== Task details ==
Your result should be every line of the records below that contains the word "between".

Start of Block

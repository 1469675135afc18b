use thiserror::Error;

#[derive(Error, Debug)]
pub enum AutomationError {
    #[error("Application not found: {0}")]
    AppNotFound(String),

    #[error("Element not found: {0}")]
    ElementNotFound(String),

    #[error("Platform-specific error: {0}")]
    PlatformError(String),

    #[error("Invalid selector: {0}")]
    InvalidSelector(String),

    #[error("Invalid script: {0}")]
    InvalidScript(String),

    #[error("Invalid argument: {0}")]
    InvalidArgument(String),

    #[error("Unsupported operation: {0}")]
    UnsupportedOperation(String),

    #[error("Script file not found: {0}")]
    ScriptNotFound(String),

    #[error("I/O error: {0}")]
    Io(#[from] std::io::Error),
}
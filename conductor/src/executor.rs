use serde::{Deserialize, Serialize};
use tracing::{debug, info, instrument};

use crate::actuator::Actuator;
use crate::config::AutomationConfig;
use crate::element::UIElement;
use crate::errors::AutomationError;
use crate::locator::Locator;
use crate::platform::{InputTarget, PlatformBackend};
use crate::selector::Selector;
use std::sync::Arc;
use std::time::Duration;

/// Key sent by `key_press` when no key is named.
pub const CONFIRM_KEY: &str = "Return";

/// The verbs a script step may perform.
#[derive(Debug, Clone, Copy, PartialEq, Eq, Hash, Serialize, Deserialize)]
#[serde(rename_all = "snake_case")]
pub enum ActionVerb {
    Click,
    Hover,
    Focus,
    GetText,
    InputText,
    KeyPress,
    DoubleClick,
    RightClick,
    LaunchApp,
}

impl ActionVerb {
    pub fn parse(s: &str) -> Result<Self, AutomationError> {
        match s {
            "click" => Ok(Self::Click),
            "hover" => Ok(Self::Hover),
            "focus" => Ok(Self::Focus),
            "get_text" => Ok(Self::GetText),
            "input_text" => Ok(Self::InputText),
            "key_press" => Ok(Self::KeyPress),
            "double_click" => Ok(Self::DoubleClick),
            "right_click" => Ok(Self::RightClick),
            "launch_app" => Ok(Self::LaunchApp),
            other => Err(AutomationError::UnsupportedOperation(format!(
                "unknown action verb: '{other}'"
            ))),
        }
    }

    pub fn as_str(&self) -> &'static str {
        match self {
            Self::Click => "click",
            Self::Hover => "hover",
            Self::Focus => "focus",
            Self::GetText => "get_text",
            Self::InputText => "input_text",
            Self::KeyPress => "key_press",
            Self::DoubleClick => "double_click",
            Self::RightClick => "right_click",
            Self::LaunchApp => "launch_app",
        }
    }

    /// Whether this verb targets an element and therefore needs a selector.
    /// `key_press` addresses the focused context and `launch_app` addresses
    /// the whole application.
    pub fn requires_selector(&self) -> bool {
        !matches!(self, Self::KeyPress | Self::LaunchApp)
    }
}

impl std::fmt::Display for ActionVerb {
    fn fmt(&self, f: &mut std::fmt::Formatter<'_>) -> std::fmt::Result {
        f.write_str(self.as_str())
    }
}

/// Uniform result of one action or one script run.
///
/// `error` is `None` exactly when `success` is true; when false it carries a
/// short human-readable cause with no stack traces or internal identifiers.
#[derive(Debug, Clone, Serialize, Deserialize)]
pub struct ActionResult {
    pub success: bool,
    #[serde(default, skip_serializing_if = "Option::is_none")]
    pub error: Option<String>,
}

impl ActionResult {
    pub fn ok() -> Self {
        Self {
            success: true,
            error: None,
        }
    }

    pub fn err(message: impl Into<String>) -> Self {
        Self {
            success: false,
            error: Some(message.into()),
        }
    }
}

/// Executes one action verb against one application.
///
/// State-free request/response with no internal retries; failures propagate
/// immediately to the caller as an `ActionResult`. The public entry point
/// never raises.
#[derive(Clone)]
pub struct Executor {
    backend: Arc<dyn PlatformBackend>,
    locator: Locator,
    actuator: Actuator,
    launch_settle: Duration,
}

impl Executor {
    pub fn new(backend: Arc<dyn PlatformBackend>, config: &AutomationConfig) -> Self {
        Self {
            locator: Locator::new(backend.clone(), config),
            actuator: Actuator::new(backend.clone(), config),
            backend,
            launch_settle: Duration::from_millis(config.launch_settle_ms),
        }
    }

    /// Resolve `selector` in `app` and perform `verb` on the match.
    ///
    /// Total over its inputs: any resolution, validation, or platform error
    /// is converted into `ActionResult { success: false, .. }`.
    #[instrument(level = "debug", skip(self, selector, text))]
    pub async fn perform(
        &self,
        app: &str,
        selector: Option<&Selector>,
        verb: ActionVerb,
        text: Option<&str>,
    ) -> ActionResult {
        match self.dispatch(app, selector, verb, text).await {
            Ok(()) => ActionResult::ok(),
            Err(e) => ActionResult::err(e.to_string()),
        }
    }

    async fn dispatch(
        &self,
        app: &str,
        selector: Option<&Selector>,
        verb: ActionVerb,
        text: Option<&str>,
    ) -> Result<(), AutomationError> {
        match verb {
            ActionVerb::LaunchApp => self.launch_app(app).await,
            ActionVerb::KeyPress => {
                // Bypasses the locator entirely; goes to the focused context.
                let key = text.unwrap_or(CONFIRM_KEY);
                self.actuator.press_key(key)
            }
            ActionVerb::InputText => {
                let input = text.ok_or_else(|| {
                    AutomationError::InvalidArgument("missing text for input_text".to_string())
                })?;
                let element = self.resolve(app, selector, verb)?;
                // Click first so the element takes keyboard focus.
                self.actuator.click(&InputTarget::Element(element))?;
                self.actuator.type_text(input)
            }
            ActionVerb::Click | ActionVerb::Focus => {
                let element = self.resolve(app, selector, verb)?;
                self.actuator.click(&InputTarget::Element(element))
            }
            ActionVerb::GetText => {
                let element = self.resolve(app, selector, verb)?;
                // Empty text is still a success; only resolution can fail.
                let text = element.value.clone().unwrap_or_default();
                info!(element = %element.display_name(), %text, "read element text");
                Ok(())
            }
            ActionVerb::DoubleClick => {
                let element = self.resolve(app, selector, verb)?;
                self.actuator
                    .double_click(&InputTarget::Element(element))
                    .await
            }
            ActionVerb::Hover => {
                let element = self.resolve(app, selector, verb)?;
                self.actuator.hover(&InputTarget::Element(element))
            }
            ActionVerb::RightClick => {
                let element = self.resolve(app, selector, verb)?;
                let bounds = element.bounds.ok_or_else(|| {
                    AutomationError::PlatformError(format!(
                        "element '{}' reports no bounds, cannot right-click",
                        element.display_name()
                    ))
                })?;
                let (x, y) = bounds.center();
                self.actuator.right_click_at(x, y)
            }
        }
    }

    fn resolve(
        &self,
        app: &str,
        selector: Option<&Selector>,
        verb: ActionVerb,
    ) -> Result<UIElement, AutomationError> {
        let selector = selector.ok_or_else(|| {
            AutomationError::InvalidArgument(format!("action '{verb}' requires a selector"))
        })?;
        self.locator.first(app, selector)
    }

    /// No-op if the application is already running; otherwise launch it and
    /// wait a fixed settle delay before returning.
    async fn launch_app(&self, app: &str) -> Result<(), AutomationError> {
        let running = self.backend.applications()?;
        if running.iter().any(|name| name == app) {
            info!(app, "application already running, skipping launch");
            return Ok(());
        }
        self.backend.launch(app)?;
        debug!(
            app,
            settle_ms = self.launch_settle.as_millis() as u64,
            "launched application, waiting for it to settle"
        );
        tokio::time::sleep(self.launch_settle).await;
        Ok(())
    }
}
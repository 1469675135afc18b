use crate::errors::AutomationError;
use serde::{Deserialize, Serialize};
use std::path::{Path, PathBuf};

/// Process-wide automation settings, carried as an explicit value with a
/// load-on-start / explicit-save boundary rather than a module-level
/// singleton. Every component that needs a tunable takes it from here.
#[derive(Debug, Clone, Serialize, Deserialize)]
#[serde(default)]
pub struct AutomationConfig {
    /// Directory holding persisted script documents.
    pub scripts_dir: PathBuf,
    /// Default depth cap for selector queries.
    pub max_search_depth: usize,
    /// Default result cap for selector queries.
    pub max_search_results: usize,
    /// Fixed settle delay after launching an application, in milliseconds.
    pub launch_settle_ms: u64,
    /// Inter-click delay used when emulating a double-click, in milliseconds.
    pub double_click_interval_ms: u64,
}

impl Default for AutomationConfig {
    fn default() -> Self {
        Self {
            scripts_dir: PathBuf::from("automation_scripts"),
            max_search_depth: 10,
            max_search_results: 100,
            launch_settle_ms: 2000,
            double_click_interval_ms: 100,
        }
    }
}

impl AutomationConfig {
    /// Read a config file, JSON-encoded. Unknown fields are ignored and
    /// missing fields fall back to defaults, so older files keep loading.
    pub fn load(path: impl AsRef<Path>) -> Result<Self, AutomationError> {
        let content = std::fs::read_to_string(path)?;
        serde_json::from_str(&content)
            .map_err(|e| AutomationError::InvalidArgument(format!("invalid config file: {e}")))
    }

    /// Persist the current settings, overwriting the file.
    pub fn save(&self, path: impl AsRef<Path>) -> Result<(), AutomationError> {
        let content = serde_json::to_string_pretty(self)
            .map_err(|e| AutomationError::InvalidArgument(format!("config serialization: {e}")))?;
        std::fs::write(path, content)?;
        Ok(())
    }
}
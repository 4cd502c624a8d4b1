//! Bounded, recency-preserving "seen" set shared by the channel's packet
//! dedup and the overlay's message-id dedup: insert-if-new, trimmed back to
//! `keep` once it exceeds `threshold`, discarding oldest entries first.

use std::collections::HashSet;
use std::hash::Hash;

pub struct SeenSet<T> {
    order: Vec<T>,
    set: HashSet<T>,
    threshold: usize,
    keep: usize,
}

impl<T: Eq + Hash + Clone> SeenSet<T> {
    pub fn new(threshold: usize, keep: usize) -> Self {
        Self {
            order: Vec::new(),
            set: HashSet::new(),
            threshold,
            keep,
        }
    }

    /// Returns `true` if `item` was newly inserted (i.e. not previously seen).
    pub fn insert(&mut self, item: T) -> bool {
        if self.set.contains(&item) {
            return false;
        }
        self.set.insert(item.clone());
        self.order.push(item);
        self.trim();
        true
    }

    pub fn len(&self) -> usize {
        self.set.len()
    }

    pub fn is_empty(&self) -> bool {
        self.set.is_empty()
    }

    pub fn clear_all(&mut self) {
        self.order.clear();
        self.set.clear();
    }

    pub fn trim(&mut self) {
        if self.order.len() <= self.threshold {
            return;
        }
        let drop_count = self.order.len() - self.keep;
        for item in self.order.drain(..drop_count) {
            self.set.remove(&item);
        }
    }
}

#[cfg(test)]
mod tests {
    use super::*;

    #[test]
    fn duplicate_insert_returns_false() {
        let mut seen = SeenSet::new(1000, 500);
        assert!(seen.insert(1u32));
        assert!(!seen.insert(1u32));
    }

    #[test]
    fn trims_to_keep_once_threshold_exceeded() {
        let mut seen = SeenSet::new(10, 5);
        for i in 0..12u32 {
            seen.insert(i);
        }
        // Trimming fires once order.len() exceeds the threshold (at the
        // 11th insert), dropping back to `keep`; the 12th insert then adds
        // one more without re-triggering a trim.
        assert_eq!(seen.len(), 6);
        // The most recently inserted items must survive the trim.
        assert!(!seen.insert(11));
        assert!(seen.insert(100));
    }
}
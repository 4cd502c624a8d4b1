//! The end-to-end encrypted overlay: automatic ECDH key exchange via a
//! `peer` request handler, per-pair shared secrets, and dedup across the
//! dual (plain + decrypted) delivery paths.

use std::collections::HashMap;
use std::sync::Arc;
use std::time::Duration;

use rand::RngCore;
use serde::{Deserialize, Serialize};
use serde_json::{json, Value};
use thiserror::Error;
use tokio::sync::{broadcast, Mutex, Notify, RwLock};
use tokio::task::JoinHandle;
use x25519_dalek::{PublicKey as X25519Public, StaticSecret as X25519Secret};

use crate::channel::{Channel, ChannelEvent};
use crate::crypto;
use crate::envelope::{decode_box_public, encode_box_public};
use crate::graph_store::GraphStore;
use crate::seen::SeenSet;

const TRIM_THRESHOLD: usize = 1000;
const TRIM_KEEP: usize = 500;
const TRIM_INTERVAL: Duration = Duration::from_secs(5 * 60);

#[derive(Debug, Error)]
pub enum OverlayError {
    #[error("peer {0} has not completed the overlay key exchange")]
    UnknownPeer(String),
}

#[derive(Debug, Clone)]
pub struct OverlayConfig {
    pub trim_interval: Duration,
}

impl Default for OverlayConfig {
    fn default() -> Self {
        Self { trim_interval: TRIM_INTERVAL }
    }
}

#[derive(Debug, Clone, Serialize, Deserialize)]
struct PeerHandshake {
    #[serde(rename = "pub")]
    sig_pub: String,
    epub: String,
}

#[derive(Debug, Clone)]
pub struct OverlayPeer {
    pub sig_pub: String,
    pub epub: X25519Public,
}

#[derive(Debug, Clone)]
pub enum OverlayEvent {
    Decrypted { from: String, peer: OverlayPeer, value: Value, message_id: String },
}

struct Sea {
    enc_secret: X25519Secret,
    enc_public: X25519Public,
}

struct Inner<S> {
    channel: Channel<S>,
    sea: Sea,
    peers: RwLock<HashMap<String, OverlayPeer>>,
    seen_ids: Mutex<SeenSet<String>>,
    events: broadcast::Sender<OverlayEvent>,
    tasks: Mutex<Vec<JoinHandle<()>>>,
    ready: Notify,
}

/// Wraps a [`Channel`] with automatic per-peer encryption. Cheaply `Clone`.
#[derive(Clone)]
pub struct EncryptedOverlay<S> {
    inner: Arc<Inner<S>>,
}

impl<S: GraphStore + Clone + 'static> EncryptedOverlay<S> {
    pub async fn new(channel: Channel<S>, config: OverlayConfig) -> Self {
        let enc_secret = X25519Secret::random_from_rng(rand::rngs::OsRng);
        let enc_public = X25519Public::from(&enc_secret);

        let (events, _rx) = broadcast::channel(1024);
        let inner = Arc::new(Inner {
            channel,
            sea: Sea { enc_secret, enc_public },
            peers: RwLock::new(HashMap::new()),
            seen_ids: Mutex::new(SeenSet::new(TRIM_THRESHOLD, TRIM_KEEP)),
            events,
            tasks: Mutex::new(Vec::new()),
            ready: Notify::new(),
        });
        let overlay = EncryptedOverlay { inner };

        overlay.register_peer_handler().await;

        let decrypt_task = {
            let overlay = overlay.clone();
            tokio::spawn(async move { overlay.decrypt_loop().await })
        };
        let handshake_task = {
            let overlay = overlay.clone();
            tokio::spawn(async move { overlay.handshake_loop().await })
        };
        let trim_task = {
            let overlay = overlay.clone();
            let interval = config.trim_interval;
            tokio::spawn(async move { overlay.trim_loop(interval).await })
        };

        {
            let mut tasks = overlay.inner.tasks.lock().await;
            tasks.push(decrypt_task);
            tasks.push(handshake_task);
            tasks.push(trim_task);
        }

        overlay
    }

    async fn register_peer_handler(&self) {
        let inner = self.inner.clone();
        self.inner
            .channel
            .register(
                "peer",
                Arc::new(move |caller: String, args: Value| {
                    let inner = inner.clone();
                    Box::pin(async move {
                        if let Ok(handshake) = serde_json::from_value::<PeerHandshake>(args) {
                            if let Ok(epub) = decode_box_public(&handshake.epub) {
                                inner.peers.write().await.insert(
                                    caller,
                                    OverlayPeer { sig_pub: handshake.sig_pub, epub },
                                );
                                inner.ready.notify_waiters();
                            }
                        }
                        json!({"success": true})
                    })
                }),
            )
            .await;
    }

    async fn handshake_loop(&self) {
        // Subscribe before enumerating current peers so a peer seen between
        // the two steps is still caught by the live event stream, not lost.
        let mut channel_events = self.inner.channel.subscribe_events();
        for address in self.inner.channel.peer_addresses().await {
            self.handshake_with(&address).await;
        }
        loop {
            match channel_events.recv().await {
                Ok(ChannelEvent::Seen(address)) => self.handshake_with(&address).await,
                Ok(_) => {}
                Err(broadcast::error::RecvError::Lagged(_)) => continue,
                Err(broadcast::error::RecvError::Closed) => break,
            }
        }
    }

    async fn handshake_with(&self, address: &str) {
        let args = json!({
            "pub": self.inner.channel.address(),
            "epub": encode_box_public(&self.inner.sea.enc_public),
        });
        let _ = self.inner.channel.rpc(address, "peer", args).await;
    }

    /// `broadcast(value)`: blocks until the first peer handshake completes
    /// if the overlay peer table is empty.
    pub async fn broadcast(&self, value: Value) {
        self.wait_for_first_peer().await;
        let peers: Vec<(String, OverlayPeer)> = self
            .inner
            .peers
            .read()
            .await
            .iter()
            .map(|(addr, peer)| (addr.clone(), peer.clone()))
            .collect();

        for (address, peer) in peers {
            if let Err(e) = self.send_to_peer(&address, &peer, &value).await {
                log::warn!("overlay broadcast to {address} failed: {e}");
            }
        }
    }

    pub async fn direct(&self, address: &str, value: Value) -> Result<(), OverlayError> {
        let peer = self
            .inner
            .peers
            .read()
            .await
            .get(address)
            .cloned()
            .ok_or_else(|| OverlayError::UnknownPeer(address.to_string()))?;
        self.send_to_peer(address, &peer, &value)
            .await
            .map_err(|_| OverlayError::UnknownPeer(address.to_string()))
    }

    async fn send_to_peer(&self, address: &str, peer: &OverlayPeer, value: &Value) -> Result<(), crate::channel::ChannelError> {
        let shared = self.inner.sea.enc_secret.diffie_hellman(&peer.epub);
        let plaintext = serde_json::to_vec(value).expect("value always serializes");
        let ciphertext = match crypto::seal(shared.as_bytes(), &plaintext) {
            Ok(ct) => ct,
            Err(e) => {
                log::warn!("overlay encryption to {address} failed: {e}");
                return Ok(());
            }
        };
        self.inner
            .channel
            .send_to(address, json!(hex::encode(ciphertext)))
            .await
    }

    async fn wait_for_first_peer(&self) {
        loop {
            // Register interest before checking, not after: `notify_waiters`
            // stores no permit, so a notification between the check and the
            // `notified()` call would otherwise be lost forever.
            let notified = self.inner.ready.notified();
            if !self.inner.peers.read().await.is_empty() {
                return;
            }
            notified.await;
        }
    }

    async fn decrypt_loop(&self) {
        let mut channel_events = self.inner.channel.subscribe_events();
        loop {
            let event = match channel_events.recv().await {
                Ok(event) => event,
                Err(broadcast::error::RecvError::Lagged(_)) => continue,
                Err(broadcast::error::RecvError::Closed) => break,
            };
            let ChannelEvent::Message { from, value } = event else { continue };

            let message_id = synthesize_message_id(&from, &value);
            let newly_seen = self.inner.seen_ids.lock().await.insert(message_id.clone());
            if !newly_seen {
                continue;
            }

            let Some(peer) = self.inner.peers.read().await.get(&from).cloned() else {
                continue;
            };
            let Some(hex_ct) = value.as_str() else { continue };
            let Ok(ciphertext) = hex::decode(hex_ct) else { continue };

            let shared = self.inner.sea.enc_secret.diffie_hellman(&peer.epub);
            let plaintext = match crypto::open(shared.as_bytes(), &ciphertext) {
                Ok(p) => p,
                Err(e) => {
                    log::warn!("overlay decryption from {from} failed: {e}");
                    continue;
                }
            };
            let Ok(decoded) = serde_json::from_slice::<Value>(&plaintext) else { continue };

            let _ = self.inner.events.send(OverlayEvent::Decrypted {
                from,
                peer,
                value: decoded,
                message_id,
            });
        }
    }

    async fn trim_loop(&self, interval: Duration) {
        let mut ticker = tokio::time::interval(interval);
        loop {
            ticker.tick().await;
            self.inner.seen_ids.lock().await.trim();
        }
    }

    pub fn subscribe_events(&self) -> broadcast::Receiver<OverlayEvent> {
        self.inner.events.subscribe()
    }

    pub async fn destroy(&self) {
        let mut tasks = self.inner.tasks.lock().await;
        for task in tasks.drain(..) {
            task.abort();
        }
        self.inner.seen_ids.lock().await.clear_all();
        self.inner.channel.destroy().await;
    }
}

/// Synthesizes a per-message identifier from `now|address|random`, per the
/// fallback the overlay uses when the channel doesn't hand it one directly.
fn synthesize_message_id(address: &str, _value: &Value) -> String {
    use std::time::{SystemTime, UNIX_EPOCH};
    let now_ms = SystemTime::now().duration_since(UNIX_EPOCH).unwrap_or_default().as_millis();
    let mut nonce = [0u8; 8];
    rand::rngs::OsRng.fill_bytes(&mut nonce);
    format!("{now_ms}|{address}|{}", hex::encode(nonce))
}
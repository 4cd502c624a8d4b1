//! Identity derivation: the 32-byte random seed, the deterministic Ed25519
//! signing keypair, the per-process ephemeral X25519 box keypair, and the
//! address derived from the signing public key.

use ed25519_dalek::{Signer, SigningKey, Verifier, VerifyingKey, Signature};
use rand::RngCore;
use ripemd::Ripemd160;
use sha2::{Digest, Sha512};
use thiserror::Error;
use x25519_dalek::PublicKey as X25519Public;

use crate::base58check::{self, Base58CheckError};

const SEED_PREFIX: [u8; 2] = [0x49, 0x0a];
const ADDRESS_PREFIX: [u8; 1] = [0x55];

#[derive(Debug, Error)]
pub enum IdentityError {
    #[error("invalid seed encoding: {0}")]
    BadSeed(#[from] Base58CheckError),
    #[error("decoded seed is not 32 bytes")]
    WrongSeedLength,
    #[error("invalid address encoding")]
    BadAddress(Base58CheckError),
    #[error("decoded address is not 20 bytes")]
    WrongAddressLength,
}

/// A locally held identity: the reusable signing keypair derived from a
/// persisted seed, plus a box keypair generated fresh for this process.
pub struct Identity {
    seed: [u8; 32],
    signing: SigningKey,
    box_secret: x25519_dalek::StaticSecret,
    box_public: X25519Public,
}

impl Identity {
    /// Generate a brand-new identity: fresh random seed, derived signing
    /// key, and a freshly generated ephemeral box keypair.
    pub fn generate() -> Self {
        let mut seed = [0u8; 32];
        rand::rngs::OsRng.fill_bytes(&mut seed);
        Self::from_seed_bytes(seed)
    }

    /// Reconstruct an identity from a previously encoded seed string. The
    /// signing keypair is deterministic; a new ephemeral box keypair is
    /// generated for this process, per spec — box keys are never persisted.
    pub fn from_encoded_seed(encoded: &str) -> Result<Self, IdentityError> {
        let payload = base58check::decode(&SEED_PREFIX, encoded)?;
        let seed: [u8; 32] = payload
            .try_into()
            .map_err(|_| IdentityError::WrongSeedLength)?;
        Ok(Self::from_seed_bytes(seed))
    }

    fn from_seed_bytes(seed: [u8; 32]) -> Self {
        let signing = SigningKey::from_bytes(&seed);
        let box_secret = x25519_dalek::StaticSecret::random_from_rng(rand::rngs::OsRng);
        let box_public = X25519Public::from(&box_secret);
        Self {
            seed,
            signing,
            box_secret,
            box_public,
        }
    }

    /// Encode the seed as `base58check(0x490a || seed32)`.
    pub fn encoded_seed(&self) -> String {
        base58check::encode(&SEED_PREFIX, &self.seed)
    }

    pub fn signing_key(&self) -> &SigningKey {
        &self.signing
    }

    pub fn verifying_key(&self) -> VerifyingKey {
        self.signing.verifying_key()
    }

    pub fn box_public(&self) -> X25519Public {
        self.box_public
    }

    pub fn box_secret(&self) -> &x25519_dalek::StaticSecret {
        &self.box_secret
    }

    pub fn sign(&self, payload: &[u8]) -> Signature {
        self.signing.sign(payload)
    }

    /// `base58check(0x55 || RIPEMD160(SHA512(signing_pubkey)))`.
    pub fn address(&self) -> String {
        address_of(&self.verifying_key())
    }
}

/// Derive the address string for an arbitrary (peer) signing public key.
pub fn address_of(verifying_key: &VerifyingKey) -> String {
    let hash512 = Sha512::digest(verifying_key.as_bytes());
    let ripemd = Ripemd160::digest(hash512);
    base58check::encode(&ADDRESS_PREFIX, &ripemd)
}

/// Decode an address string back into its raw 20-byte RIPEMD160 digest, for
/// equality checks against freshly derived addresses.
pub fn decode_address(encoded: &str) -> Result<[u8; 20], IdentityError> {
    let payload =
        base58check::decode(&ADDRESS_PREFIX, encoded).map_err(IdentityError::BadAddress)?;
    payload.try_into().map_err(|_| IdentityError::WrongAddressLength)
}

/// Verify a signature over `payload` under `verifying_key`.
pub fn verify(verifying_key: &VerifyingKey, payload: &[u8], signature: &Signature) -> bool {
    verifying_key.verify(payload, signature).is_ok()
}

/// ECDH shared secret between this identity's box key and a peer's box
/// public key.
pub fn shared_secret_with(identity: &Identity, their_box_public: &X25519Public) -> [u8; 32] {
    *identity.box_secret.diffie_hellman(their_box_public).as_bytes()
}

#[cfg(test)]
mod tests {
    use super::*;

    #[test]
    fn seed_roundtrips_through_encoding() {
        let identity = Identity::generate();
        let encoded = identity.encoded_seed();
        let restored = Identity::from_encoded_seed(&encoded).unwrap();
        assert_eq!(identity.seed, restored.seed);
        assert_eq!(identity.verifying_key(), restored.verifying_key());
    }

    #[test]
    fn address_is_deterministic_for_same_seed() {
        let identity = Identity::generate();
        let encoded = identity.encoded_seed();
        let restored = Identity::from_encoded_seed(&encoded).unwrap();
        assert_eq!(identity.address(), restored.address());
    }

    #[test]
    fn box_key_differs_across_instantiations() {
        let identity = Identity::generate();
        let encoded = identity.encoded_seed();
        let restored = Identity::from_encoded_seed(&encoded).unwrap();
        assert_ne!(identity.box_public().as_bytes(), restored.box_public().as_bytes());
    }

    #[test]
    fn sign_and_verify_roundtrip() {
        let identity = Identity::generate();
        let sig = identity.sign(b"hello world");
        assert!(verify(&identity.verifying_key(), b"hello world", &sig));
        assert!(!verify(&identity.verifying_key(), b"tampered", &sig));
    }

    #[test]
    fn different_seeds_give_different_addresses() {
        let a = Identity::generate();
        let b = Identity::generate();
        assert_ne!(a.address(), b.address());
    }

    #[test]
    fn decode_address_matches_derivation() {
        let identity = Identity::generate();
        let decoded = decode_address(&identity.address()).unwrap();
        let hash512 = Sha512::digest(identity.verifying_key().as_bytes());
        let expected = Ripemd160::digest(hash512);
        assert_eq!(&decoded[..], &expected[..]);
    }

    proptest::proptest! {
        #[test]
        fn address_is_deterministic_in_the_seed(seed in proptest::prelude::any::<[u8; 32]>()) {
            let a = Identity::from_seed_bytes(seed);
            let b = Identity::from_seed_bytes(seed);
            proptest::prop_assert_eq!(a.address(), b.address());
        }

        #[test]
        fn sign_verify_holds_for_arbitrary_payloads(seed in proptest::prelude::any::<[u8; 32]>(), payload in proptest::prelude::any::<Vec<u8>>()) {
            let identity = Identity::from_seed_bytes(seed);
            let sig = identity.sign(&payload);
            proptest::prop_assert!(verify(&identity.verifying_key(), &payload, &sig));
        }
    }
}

End of Block

== Expected output ==
        // Subscribe before enumerating current peers so a peer seen between
            // stores no permit, so a notification between the check and the
/// ECDH shared secret between this identity's box key and a peer's box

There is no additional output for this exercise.